Irion wants certified standards for appraisers on St. Maarten

Tribune Editorial Staff
March 20, 2026

GREAT BAY--Member of Parliament Ardwell Irion used Friday’s housing debate in Parliament to raise concerns about the lack of clear standards, consistency, and oversight in the appraisal process on St. Maarten, arguing that the issue is directly affecting housing affordability, access to financing, and fairness in the property market.

Speaking during the meeting with Minister of VROMI Patrice Gumbs on a national housing policy, Irion said that while government is now presenting a housing policy, one of the major unresolved issues remains how homes and properties are being valued and how those valuations affect ordinary people trying to buy, finance, or secure housing.

Irion said he has personally seen major discrepancies in appraisals for the same property, noting that he paid for three separate appraisals on the exact same building and received significantly different results. He said the differences were not minor variations within a normal margin of error, but gaps of as much as 20 percent. In one example, he said, one appraiser could value a property at around US $300,000 while another could value the same property at US $500,000.

According to Irion, that level of inconsistency raises serious concerns about the reliability of appraisals on the island and about the wider consequences for people seeking to purchase homes or obtain financing. He argued that if St. Maarten is serious about addressing the housing crisis, then government must also address the framework under which appraisals are being conducted.

He further stated that he has seen older appraisal reports in which the same property was valued significantly higher years ago than it is today, despite being in the same condition. In one case, he said, the difference was almost US $400,000. For Irion, such disparities point to the absence of a clear and trusted standard for valuation.

The MP also questioned the fragmented way banks deal with appraisers, saying some banks accept certain appraisers while others do not. In his view, that creates further uncertainty for the public and makes the process harder to navigate. He argued that there is currently no island-wide standard governing who can appraise, what methodology should be followed, or how those reports should be treated across the financial sector.

Irion said that before government can truly claim to be tackling the housing crisis, it must establish a certified standard for appraisers and appraisal reports, developed jointly by the Ministry of VROMI and the Ministry of Finance. He said too many people are being put at a disadvantage by the current lack of uniformity and suggested that the present system leaves room for abuse and unfair outcomes.

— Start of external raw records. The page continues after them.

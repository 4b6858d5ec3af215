use std::sync::Arc;
use std::time::Duration;

use banner_keeper::adapters::cache::MokaContentCache;
use banner_keeper::adapters::sqlite::{
    create_initialized_test_pool, initialize_database, PoolConfig, SqliteBannerRepository,
};
use banner_keeper::{BannerAdminService, BannerRetrievalService};
use sqlx::SqlitePool;

/// Create an in-memory SQLite database for testing
///
/// Each call creates a completely isolated database instance with the
/// banner schema in place.
pub async fn setup_test_db() -> SqlitePool {
    create_initialized_test_pool()
        .await
        .expect("failed to create test database")
}

/// File-backed database with a multi-connection pool.
///
/// The directory must outlive the pool; dropping it removes the database file.
pub async fn setup_file_db(max_connections: u32) -> (tempfile::TempDir, SqlitePool) {
    let dir = tempfile::tempdir().expect("failed to create temp dir");
    let url = format!("sqlite://{}", dir.path().join("banners.db").display());
    let config = PoolConfig {
        max_connections,
        ..PoolConfig::default()
    };
    let pool = initialize_database(&url, Some(config))
        .await
        .expect("failed to open file database");
    (dir, pool)
}

/// Teardown test database
pub async fn teardown_test_db(pool: SqlitePool) {
    pool.close().await;
}

/// Both services over one store and one in-process cache.
pub struct TestServices {
    pub pool: SqlitePool,
    pub cache: Arc<MokaContentCache>,
    pub retrieval: BannerRetrievalService,
    pub admin: BannerAdminService,
}

pub async fn setup_services(cache_expiration: Duration) -> TestServices {
    let pool = setup_test_db().await;
    let repository = Arc::new(SqliteBannerRepository::new(pool.clone()));
    let cache = Arc::new(MokaContentCache::new(cache_expiration));

    TestServices {
        retrieval: BannerRetrievalService::new(repository.clone(), cache.clone()),
        admin: BannerAdminService::new(repository),
        cache,
        pool,
    }
}

/// Rows in `table`, for checking that failed writes left nothing behind.
pub async fn row_count(pool: &SqlitePool, table: &str) -> i64 {
    let (count,): (i64,) = sqlx::query_as(&format!("SELECT COUNT(*) FROM {table}"))
        .fetch_one(pool)
        .await
        .expect("failed to count rows");
    count
}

He also raised concern about the valuation of land in development approvals, pointing to what he described as situations where appraisals appear to assign values to land in ways that local residents cannot realistically compete with. In his view, that creates an uneven playing field and raises broader questions about fairness in the housing and development market.

For Irion, the appraisal issue is not separate from the housing debate, but part of the same larger problem. He said that if government wants to talk seriously about affordability, mortgage access, and expanding home ownership, then it must also confront the lack of clear standards in the valuation process that underpins the market itself.

His remarks added another layer to Friday’s housing debate, suggesting that solving St. Maarten’s housing crisis will require more than building new homes. It will also require reforms in the systems that determine what those homes are worth and whether ordinary people can reasonably afford them.